Revenue-based financing provides money against future income without diluting ownership stakes. Pipe allows SaaS companies to sell annual client contracts for cash now. If a subscription costs 1000 dollars per year, Pipe will pay 900 dollars immediately and receive payments from the client throughout the year. For the company, this means immediate liquidity for growth without credit or investment.

Trade finance platforms solve cash flow gap problems. An exporter ships goods but receives payment in 90 days. Taulia buys this receivable at a 2-3% discount, the supplier gets money now, the buyer pays on standard schedule. Global trade finance volume exceeds 10 trillion dollars annually.

Multi-currency treasury management helps large companies manage cash flows in dozens of currencies. Kyriba integrates with ERP systems and banks, forecasts future receipts and expenses, automatically moves funds between accounts to optimize interest income and minimize commissions. Unilever saved 50 million dollars per year by centralizing treasury management through such platforms.

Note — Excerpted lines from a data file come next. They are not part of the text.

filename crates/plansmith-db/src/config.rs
/// Database configuration.
///
/// The URL is resolved by the CLI config chain; [`DbConfig::ENV_VAR`] and
/// [`DbConfig::DEFAULT_URL`] are the environment and fallback layers.
#[derive(Debug, Clone)]
pub struct DbConfig {
    /// Full PostgreSQL connection URL.
    pub database_url: String,
}

impl DbConfig {
    /// The default connection URL used when no environment variable is set.
    pub const DEFAULT_URL: &str = "postgresql://localhost:5432/plansmith";

    pub const ENV_VAR: &str = "PLANSMITH_DATABASE_URL";

    pub fn new(database_url: impl Into<String>) -> Self {
        Self {
            database_url: database_url.into(),
        }
    }

    /// Extract the database name from the URL, ignoring any query string.
    ///
    /// Returns `None` if the URL has no path component.
    pub fn database_name(&self) -> Option<&str> {
        let without_query = self
            .database_url
            .split('?')
            .next()
            .unwrap_or(&self.database_url);
        let (_, name) = without_query.rsplit_once('/')?;
        if name.is_empty() || name.contains(':') || name.contains('@') {
            return None;
        }
        Some(name)
    }

    /// URL of the `postgres` maintenance database on the same server, used
    /// to issue `CREATE DATABASE`. Connection parameters in the query string
    /// (e.g. `sslmode`) are kept.
    pub fn maintenance_url(&self) -> String {
        let (base, query) = match self.database_url.split_once('?') {
            Some((base, query)) => (base, Some(query)),
            None => (self.database_url.as_str(), None),
        };
        let Some(pos) = base.rfind('/') else {
            return self.database_url.clone();
        };
        let mut url = format!("{}/postgres", &base[..pos]);
        if let Some(query) = query {
            url.push('?');
            url.push_str(query);
        }
        url
    }
}
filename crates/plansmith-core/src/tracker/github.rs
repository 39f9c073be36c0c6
//! GitHub REST v3 implementation of [`Tracker`].

use std::time::Duration;

use async_trait::async_trait;
use reqwest::header::{ACCEPT, AUTHORIZATION};
use reqwest::{Method, RequestBuilder, Response, StatusCode};
use serde::Deserialize;
use serde::de::DeserializeOwned;
use serde_json::json;
use tracing::debug;

use super::trait_def::Tracker;
use super::types::{
    Credential, NewIssue, NewMilestone, NewRepository, RepoRef, Repository, StateFilter,
    TrackerError, TrackerIssue, TrackerMilestone,
};

const USER_AGENT: &str = concat!("plansmith/", env!("CARGO_PKG_VERSION"));
const GITHUB_ACCEPT: &str = "application/vnd.github+json";
const DEFAULT_PAGE_SIZE: usize = 100;

/// Stateless GitHub client. The credential is supplied per call.
#[derive(Debug, Clone)]
pub struct GitHubClient {
    http: reqwest::Client,
    api_url: String,
    page_size: usize,
}

impl GitHubClient {
    pub const DEFAULT_API_URL: &str = "https://api.github.com";

    pub fn new(api_url: impl Into<String>) -> Result<Self, TrackerError> {
        let http = reqwest::Client::builder()
            .user_agent(USER_AGENT)
            .timeout(Duration::from_secs(30))
            .build()?;
        Ok(Self {
            http,
            api_url: api_url.into().trim_end_matches('/').to_owned(),
            page_size: DEFAULT_PAGE_SIZE,
        })
    }

    /// Override the `per_page` used by list operations.
    pub fn with_page_size(mut self, page_size: usize) -> Self {
        self.page_size = page_size.clamp(1, DEFAULT_PAGE_SIZE);
        self
    }

    fn request(&self, method: Method, path: &str, credential: &Credential) -> RequestBuilder {
        self.http
            .request(method, format!("{}{}", self.api_url, path))
            .header(ACCEPT, GITHUB_ACCEPT)
            .header(AUTHORIZATION, format!("token {}", credential.expose()))
    }

    /// GET every page of a list endpoint.
    async fn get_all<T: DeserializeOwned>(
        &self,
        credential: &Credential,
        path: &str,
        query: &[(&str, String)],
    ) -> Result<Vec<T>, TrackerError> {
        let mut items = Vec::new();
        for page in 1u32.. {
            let batch: Vec<T> = send_json(
                self.request(Method::GET, path, credential)
                    .query(query)
                    .query(&[
                        ("per_page", self.page_size.to_string()),
                        ("page", page.to_string()),
                    ]),
            )
            .await?;
            let last_page = batch.len() < self.page_size;
            items.extend(batch);
            if last_page {
                break;
            }
        }
        Ok(items)
    }
}

// ---------------------------------------------------------------------------
// Wire types
// ---------------------------------------------------------------------------

#[derive(Deserialize)]
struct Numbered {
    number: u64,
}

#[derive(Deserialize)]
struct User {
    login: String,
}

#[derive(Deserialize)]
struct WireIssue {
    #[serde(flatten)]
    issue: TrackerIssue,
    #[serde(default)]
    pull_request: Option<serde_json::Value>,
}

#[derive(Debug, Default, Deserialize)]
struct ErrorBody {
    #[serde(default)]
    message: Option<String>,
    #[serde(default)]
    errors: Vec<FieldError>,
}

#[derive(Debug, Deserialize)]
#[serde(untagged)]
enum FieldError {
    Text(String),
    Detail {
        #[serde(default)]
        message: Option<String>,
        #[serde(default)]
        field: Option<String>,
        #[serde(default)]
        code: Option<String>,
    },
}

impl FieldError {
    fn describe(&self) -> String {
        match self {
            Self::Text(text) => text.clone(),
            Self::Detail {
                message: Some(message),
                ..
            } => message.clone(),
            Self::Detail { field, code, .. } => [field.as_deref(), code.as_deref()]
                .into_iter()
                .flatten()
                .collect::<Vec<_>>()
                .join(" "),
        }
    }
}

// ---------------------------------------------------------------------------
// Response handling
// ---------------------------------------------------------------------------

async fn check_status(response: Response) -> Result<Response, TrackerError> {
    let status = response.status();
    if status.is_success() {
        return Ok(response);
    }
    if status == StatusCode::UNAUTHORIZED {
        return Err(TrackerError::Unauthorized);
    }
    let body: ErrorBody = response.json().await.unwrap_or_default();
    Err(error_from_body(status.as_u16(), body))
}

fn error_from_body(status: u16, body: ErrorBody) -> TrackerError {
    let messages: Vec<String> = body
        .errors
        .iter()
        .map(FieldError::describe)
        .filter(|m| !m.is_empty())
        .collect();
    if !messages.is_empty() {
        return TrackerError::Validation { status, messages };
    }
    TrackerError::Remote {
        status,
        message: body.message.unwrap_or_else(|| "Unknown error".to_string()),
    }
}

async fn send_json<T: DeserializeOwned>(request: RequestBuilder) -> Result<T, TrackerError> {
    let response = check_status(request.send().await?).await?;
    response
        .json::<T>()
        .await
        .map_err(|e| TrackerError::Decode(e.to_string()))
}

async fn send_discarding_body(request: RequestBuilder) -> Result<(), TrackerError> {
    check_status(request.send().await?).await?;
    Ok(())
}

// ---------------------------------------------------------------------------
// Tracker implementation
// ---------------------------------------------------------------------------

#[async_trait]
impl Tracker for GitHubClient {
    async fn create_repository(
        &self,
        credential: &Credential,
        repository: &NewRepository,
    ) -> Result<Repository, TrackerError> {
        debug!(name = %repository.name, private = repository.private, "creating repository");
        let body = json!({
            "name": repository.name,
            "description": repository.description,
            "private": repository.private,
            "auto_init": true,
        });
        send_json(
            self.request(Method::POST, "/user/repos", credential)
                .json(&body),
        )
        .await
    }

    async fn current_user(&self, credential: &Credential) -> Result<String, TrackerError> {
        let user: User = send_json(self.request(Method::GET, "/user", credential)).await?;
        Ok(user.login)
    }

    async fn create_milestone(
        &self,
        credential: &Credential,
        repo: RepoRef<'_>,
        milestone: &NewMilestone,
    ) -> Result<u64, TrackerError> {
        debug!(%repo, title = %milestone.title, "creating milestone");
        let path = format!("/repos/{}/{}/milestones", repo.owner, repo.name);
        let created: Numbered =
            send_json(self.request(Method::POST, &path, credential).json(milestone)).await?;
        Ok(created.number)
    }

    async fn create_issue(
        &self,
        credential: &Credential,
        repo: RepoRef<'_>,
        issue: &NewIssue,
    ) -> Result<u64, TrackerError> {
        debug!(%repo, title = %issue.title, milestone = issue.milestone, "creating issue");
        let path = format!("/repos/{}/{}/issues", repo.owner, repo.name);
        let created: Numbered =
            send_json(self.request(Method::POST, &path, credential).json(issue)).await?;
        Ok(created.number)
    }

    async fn list_milestones(
        &self,
        credential: &Credential,
        repo: RepoRef<'_>,
    ) -> Result<Vec<TrackerMilestone>, TrackerError> {
        let path = format!("/repos/{}/{}/milestones", repo.owner, repo.name);
        let mut milestones: Vec<TrackerMilestone> = self
            .get_all(credential, &path, &[("state", "all".to_string())])
            .await?;
        // Creation order, which is plan order for materialized repositories.
        milestones.sort_by_key(|m| m.number);
        Ok(milestones)
    }

    async fn list_issues(
        &self,
        credential: &Credential,
        repo: RepoRef<'_>,
        milestone: u64,
        state: StateFilter,
    ) -> Result<Vec<TrackerIssue>, TrackerError> {
        let path = format!("/repos/{}/{}/issues", repo.owner, repo.name);
        let issues: Vec<WireIssue> = self
            .get_all(
                credential,
                &path,
                &[
                    ("milestone", milestone.to_string()),
                    ("state", state.as_str().to_string()),
                    ("direction", "asc".to_string()),
                ],
            )
            .await?;
        Ok(issues
            .into_iter()
            .filter(|w| w.pull_request.is_none())
            .map(|w| w.issue)
            .collect())
    }

    async fn close_issue(
        &self,
        credential: &Credential,
        repo: RepoRef<'_>,
        number: u64,
    ) -> Result<(), TrackerError> {
        let path = format!("/repos/{}/{}/issues/{number}", repo.owner, repo.name);
        send_discarding_body(
            self.request(Method::PATCH, &path, credential)
                .json(&json!({ "state": "closed" })),
        )
        .await
    }

    async fn close_milestone(
        &self,
        credential: &Credential,
        repo: RepoRef<'_>,
        number: u64,
    ) -> Result<(), TrackerError> {
        let path = format!("/repos/{}/{}/milestones/{number}", repo.owner, repo.name);
        send_discarding_body(
            self.request(Method::PATCH, &path, credential)
                .json(&json!({ "state": "closed" })),
        )
        .await
    }
}
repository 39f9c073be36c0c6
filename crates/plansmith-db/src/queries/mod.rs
pub mod projects;
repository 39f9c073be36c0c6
//! Read-back and progress operations built on [`Tracker`] primitives.

use serde::Serialize;
use tracing::info;

use super::trait_def::Tracker;
use super::types::{
    Credential, ItemState, RepoRef, StateFilter, TrackerError, TrackerIssue, TrackerMilestone,
};

/// Outcome of [`close_milestone_if_complete`].
#[derive(Debug, Clone, PartialEq, Eq, Serialize)]
#[serde(tag = "status", rename_all = "snake_case")]
pub enum MilestoneClose {
    Closed,
    /// At least one issue is still open; the milestone was left untouched.
    Blocked { open_issues: Vec<u64> },
}

impl MilestoneClose {
    pub fn message(&self) -> String {
        match self {
            Self::Closed => "Milestone closed".to_string(),
            Self::Blocked { open_issues } => format!(
                "Milestone cannot be closed: {} open issue(s) remain",
                open_issues.len()
            ),
        }
    }
}

/// Close milestone `number` only when every issue attached to it is closed.
///
/// The issue list is read first; if anything is still open the result is
/// [`MilestoneClose::Blocked`] and no close request is sent.
pub async fn close_milestone_if_complete(
    tracker: &dyn Tracker,
    credential: &Credential,
    repo: RepoRef<'_>,
    number: u64,
) -> Result<MilestoneClose, TrackerError> {
    let issues = tracker
        .list_issues(credential, repo, number, StateFilter::All)
        .await?;

    let open_issues: Vec<u64> = issues
        .iter()
        .filter(|issue| issue.state == ItemState::Open)
        .map(|issue| issue.number)
        .collect();

    if !open_issues.is_empty() {
        info!(%repo, milestone = number, open = open_issues.len(), "milestone close blocked");
        return Ok(MilestoneClose::Blocked { open_issues });
    }

    tracker.close_milestone(credential, repo, number).await?;
    info!(%repo, milestone = number, "milestone closed");
    Ok(MilestoneClose::Closed)
}

/// A milestone together with its issues, as shown on a roadmap.
#[derive(Debug, Clone, PartialEq, Eq, Serialize)]
pub struct MilestoneWithIssues {
    #[serde(flatten)]
    pub milestone: TrackerMilestone,
    pub issues: Vec<TrackerIssue>,
}

/// Every milestone of `repo` (all states) with every issue under it.
pub async fn fetch_roadmap(
    tracker: &dyn Tracker,
    credential: &Credential,
    repo: RepoRef<'_>,
) -> Result<Vec<MilestoneWithIssues>, TrackerError> {
    let milestones = tracker.list_milestones(credential, repo).await?;
    let mut roadmap = Vec::with_capacity(milestones.len());
    for milestone in milestones {
        let issues = tracker
            .list_issues(credential, repo, milestone.number, StateFilter::All)
            .await?;
        roadmap.push(MilestoneWithIssues { milestone, issues });
    }
    Ok(roadmap)
}
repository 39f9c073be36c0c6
//! Project plans: generation from a description, materialization into a
//! tracker, and recording of the resulting project.

pub mod generate;
pub mod materialize;
pub mod service;

use serde::{Deserialize, Serialize};

pub use generate::{GenerateError, GenerationRequest, build_tool_request, generate_plan};
pub use materialize::{
    IssueReport, ItemOutcome, MaterializeError, MaterializeReport, MaterializeRequest,
    MilestoneReport, materialize_plan,
};
pub use service::{MaterializedProject, ServiceError, materialize_and_record};

/// A generated project plan: a summary plus milestones in delivery order.
#[derive(Debug, Clone, PartialEq, Eq, Serialize, Deserialize)]
pub struct Plan {
    pub summary: String,
    pub milestones: Vec<Milestone>,
}

/// A plan-side milestone. `due_date` is free text; anything that is not a
/// `YYYY-MM-DD` date is dropped when the milestone is created.
#[derive(Debug, Clone, PartialEq, Eq, Serialize, Deserialize)]
pub struct Milestone {
    pub title: String,
    pub description: String,
    #[serde(default)]
    pub due_date: Option<String>,
    pub issues: Vec<Issue>,
}

/// A plan-side issue. The description holds step-by-step instructions and
/// becomes the issue body.
#[derive(Debug, Clone, PartialEq, Eq, Serialize, Deserialize)]
pub struct Issue {
    pub title: String,
    pub description: String,
}

impl Plan {
    /// Total number of issues across all milestones.
    pub fn issue_count(&self) -> usize {
        self.milestones.iter().map(|m| m.issues.len()).sum()
    }
}
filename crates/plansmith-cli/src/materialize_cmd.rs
//! `plansmith materialize` command: create a repository from a plan file and
//! record the project.

use anyhow::{Context, Result};
use sqlx::PgPool;

use plansmith_core::plan::{
    ItemOutcome, MaterializeReport, MaterializeRequest, Plan, ServiceError, materialize_and_record,
};
use plansmith_core::tracker::{Credential, Tracker};

/// Environment variable holding the GitHub personal access token.
pub const GITHUB_TOKEN_ENV: &str = "GITHUB_TOKEN";

/// Read a plan JSON file as produced by `plansmith generate`.
pub fn read_plan(path: &str) -> Result<Plan> {
    let contents =
        std::fs::read_to_string(path).with_context(|| format!("cannot read plan file: {path}"))?;
    serde_json::from_str(&contents).with_context(|| format!("invalid plan file: {path}"))
}

pub fn credential_from_env() -> Result<Credential> {
    let token = std::env::var(GITHUB_TOKEN_ENV)
        .ok()
        .filter(|t| !t.trim().is_empty())
        .with_context(|| format!("{GITHUB_TOKEN_ENV} is not set"))?;
    Ok(Credential::new(token.trim()))
}

pub async fn run_materialize(
    pool: &PgPool,
    tracker: &dyn Tracker,
    credential: &Credential,
    plan_path: &str,
    request: &MaterializeRequest,
) -> Result<()> {
    let plan = read_plan(plan_path)?;
    println!(
        "Materializing {} milestones and {} issues into {}...",
        plan.milestones.len(),
        plan.issue_count(),
        request.repo_name
    );

    let done = match materialize_and_record(pool, tracker, credential, request, &plan).await {
        Ok(done) => done,
        Err(err) => {
            if let ServiceError::Store { report, .. } = &err {
                print_report(report);
                println!();
            }
            return Err(err.into());
        }
    };

    print_report(&done.report);
    println!();
    println!(
        "Recorded project {} for {}.",
        done.project.id, done.project.username
    );
    Ok(())
}

fn print_report(report: &MaterializeReport) {
    println!("Repository: {}", report.repo_url);
    for milestone in &report.milestones {
        match &milestone.outcome {
            ItemOutcome::Created { number } => {
                println!("  [+] {} (milestone #{number})", milestone.title);
            }
            ItemOutcome::Failed { error } => {
                println!(
                    "  [!] {}: {error} ({} issues skipped)",
                    milestone.title, milestone.skipped_issues
                );
            }
        }
        for issue in &milestone.issues {
            match &issue.outcome {
                ItemOutcome::Created { number } => println!("      [+] {} (#{number})", issue.title),
                ItemOutcome::Failed { error } => println!("      [!] {}: {error}", issue.title),
            }
        }
    }
    println!(
        "Created {} milestones and {} issues; {} failed or skipped.",
        report.milestones_created(),
        report.issues_created(),
        report.failures()
    );
}

#[cfg(test)]
mod tests {
    use super::*;

    #[test]
    fn read_plan_parses_generated_file() {
        let tmp = tempfile::TempDir::new().unwrap();
        let path = tmp.path().join("plan.json");
        std::fs::write(
            &path,
            r#"{"summary":"s","milestones":[{"title":"MVP","description":"d","due_date":"2025-03-01","issues":[]}]}"#,
        )
        .unwrap();

        let plan = read_plan(path.to_str().unwrap()).unwrap();
        assert_eq!(plan.milestones[0].title, "MVP");
    }

    #[test]
    fn read_plan_rejects_milestone_without_issues() {
        let tmp = tempfile::TempDir::new().unwrap();
        let path = tmp.path().join("plan.json");
        std::fs::write(
            &path,
            r#"{"summary":"s","milestones":[{"title":"MVP","description":"d"}]}"#,
        )
        .unwrap();

        let err = read_plan(path.to_str().unwrap()).unwrap_err();
        assert!(format!("{err:#}").contains("invalid plan file"));
    }

    #[test]
    fn credential_requires_token() {
        let _lock = crate::test_util::lock_env();
        let saved = std::env::var(GITHUB_TOKEN_ENV).ok();

        unsafe { std::env::remove_var(GITHUB_TOKEN_ENV) };
        let missing = credential_from_env();
        unsafe { std::env::set_var(GITHUB_TOKEN_ENV, " ghp_abc \n") };
        let present = credential_from_env();

        match saved {
            Some(v) => unsafe { std::env::set_var(GITHUB_TOKEN_ENV, v) },
            None => unsafe { std::env::remove_var(GITHUB_TOKEN_ENV) },
        }

        assert!(missing.is_err());
        assert_eq!(present.unwrap().expose(), "ghp_abc");
    }
}
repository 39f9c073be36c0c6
mod config;
mod generate_cmd;
mod materialize_cmd;
mod projects_cmd;
mod serve_cmd;
#[cfg(test)]
mod test_util;

use std::sync::Arc;

use clap::{Parser, Subcommand};

use plansmith_core::llm::ToolCaller;
use plansmith_core::plan::{GenerationRequest, MaterializeRequest};
use plansmith_db::pool;

use config::PlansmithConfig;

#[derive(Parser)]
#[command(
    name = "plansmith",
    about = "Turn project descriptions into GitHub milestones and issues"
)]
struct Cli {
    /// Database URL (overrides PLANSMITH_DATABASE_URL env var)
    #[arg(long, global = true)]
    database_url: Option<String>,

    #[command(subcommand)]
    command: Commands,
}

#[derive(Subcommand)]
enum Commands {
    /// Write a plansmith config file (no database required)
    Init {
        /// PostgreSQL connection URL
        #[arg(long, default_value = "postgresql://localhost:5432/plansmith")]
        db_url: String,
        /// Overwrite existing config file
        #[arg(long)]
        force: bool,
    },
    /// Create the database if missing and run migrations
    DbInit,
    /// Run the HTTP API
    Serve {
        /// Address to bind
        #[arg(long, default_value = "127.0.0.1")]
        bind: String,
        /// Port to listen on
        #[arg(long, default_value_t = 8080)]
        port: u16,
    },
    /// Generate a project plan with the model and print it as JSON
    Generate {
        /// What the project is
        #[arg(long)]
        description: String,
        /// Features the project should have
        #[arg(long)]
        features: String,
        /// Expected duration in weeks
        #[arg(long)]
        duration: String,
        /// Hours per day the user will work
        #[arg(long)]
        hours: u32,
        /// Preferred tech stack
        #[arg(long)]
        tech_stack: Option<String>,
        /// Write the plan to this file instead of stdout
        #[arg(long)]
        output: Option<String>,
    },
    /// Create a GitHub repository from a plan file (token from GITHUB_TOKEN)
    Materialize {
        /// Path to the plan JSON file
        plan: String,
        /// Repository name
        #[arg(long)]
        repo: String,
        /// Repository description
        #[arg(long, default_value = "")]
        description: String,
        /// Create a private repository
        #[arg(long)]
        private: bool,
    },
    /// List the projects recorded for a user
    Projects {
        /// Tracker username
        username: String,
    },
}

/// Execute the `plansmith init` command: write config file.
fn cmd_init(db_url: &str, force: bool) -> anyhow::Result<()> {
    let path = config::config_path();

    if path.exists() && !force {
        anyhow::bail!(
            "config file already exists at {}\nUse --force to overwrite.",
            path.display()
        );
    }

    let cfg = config::ConfigFile {
        database: config::DatabaseSection {
            url: db_url.to_string(),
        },
        llm: config::LlmSection::default(),
        github: config::GitHubSection::default(),
    };

    config::save_config(&cfg)?;

    println!("Config written to {}", path.display());
    println!("  database.url = {db_url}");
    println!();
    println!("Set {} (or llm.api_key) to enable plan generation.", config::OPENAI_API_KEY_ENV);
    println!("Next: run `plansmith db-init` to create and migrate the database.");

    Ok(())
}

/// Execute the `plansmith db-init` command: create database and run migrations.
async fn cmd_db_init(cli_db_url: Option<&str>) -> anyhow::Result<()> {
    let resolved = PlansmithConfig::resolve(cli_db_url)?;

    println!("Initializing plansmith database...");

    pool::ensure_database_exists(&resolved.db_config).await?;
    let db_pool = pool::create_pool(&resolved.db_config).await?;
    pool::run_migrations(&db_pool).await?;

    let count = pool::project_count(&db_pool).await?;
    println!("Database ready. projects: {count} rows");

    db_pool.close().await;

    println!("plansmith db-init complete.");
    Ok(())
}

/// Execute the `plansmith serve` command.
async fn cmd_serve(cli_db_url: Option<&str>, bind: &str, port: u16) -> anyhow::Result<()> {
    let resolved = PlansmithConfig::resolve(cli_db_url)?;
    let db_pool = pool::create_pool(&resolved.db_config).await?;

    let model: Option<Arc<dyn ToolCaller>> = match resolved.llm.api_key {
        Some(_) => {
            let client = resolved.llm.client()?;
            tracing::info!(model = client.model(), "plan generation enabled");
            Some(Arc::new(client))
        }
        None => {
            tracing::warn!("no model API key configured; plan generation is disabled");
            None
        }
    };
    let oauth = resolved.github.oauth()?;
    if oauth.is_none() {
        tracing::info!("GitHub OAuth client not configured; OAuth routes are disabled");
    }

    let state = serve_cmd::AppState {
        pool: db_pool.clone(),
        tracker: Arc::new(resolved.github.client()?),
        model,
        oauth,
    };

    let result = serve_cmd::run_serve(state, bind, port).await;
    db_pool.close().await;
    result
}

#[tokio::main]
async fn main() -> anyhow::Result<()> {
    tracing_subscriber::fmt()
        .with_env_filter(
            tracing_subscriber::EnvFilter::try_from_default_env()
                .unwrap_or_else(|_| tracing_subscriber::EnvFilter::new("info")),
        )
        .init();

    let cli = Cli::parse();

    match cli.command {
        Commands::Init { db_url, force } => {
            cmd_init(&db_url, force)?;
        }
        Commands::DbInit => {
            cmd_db_init(cli.database_url.as_deref()).await?;
        }
        Commands::Serve { bind, port } => {
            cmd_serve(cli.database_url.as_deref(), &bind, port).await?;
        }
        Commands::Generate {
            description,
            features,
            duration,
            hours,
            tech_stack,
            output,
        } => {
            let resolved = PlansmithConfig::resolve(cli.database_url.as_deref())?;
            let model = resolved.llm.client()?;
            let request = GenerationRequest {
                description,
                features,
                duration,
                hours_per_day: hours,
                tech_stack,
            };
            generate_cmd::run_generate(&model, &request, output.as_deref()).await?;
        }
        Commands::Materialize {
            plan,
            repo,
            description,
            private,
        } => {
            let credential = materialize_cmd::credential_from_env()?;
            let resolved = PlansmithConfig::resolve(cli.database_url.as_deref())?;
            let tracker = resolved.github.client()?;
            let db_pool = pool::create_pool(&resolved.db_config).await?;
            let request = MaterializeRequest {
                repo_name: repo,
                description,
                private,
            };
            let result = materialize_cmd::run_materialize(
                &db_pool,
                &tracker,
                &credential,
                &plan,
                &request,
            )
            .await;
            db_pool.close().await;
            result?;
        }
        Commands::Projects { username } => {
            let resolved = PlansmithConfig::resolve(cli.database_url.as_deref())?;
            let db_pool = pool::create_pool(&resolved.db_config).await?;
            let result = projects_cmd::run_projects(&db_pool, &username).await;
            db_pool.close().await;
            result?;
        }
    }

    Ok(())
}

Infrastructure for Remote Teams

Global business means employees in different countries. Hiring, salaries, taxes and benefits in each jurisdiction represent separate accounting systems.

Deel and Remote solve the employer of record problem. A European IT company wants to hire a developer in Brazil but has no legal entity there. Deel becomes the formal employer, maintains all documentation according to Brazilian law, calculates salary taking into account local taxes and social contributions. The company simply pays one invoice monthly, Deel distributes money among employees in 150 countries.

Papaya Global and Oyster automate payroll processing for international teams. The system accounts for each country’s specifics: in France the 13th salary is mandatory, in Japan bonuses pay twice a year, in the Netherlands the employer must compensate the commute to the office. Algorithms calculate gross-to-net considering progressive income tax rates, social deductions and local benefits.

Brex and Ramp issue corporate cards for distributed teams. Each employee receives a virtual or physical card with limits and spending rules. A manager in the US books a hotel in Singapore, a developer in Poland buys software licenses, a designer in Argentina pays for stock photos — everything charges to the corporate account automatically with expense categorization for accounting.

Conclusions

The future of global finance will belong to companies that treat fintech not as an add‑on but as a core operating layer. By combining modern payment rails, digital assets, AI‑driven compliance, and global employment infrastructure, businesses can enter new markets faster, cheaper, and with less risk. Those that start building this stack today will not just keep up with global competition — they will define the standards everyone else is forced to follow.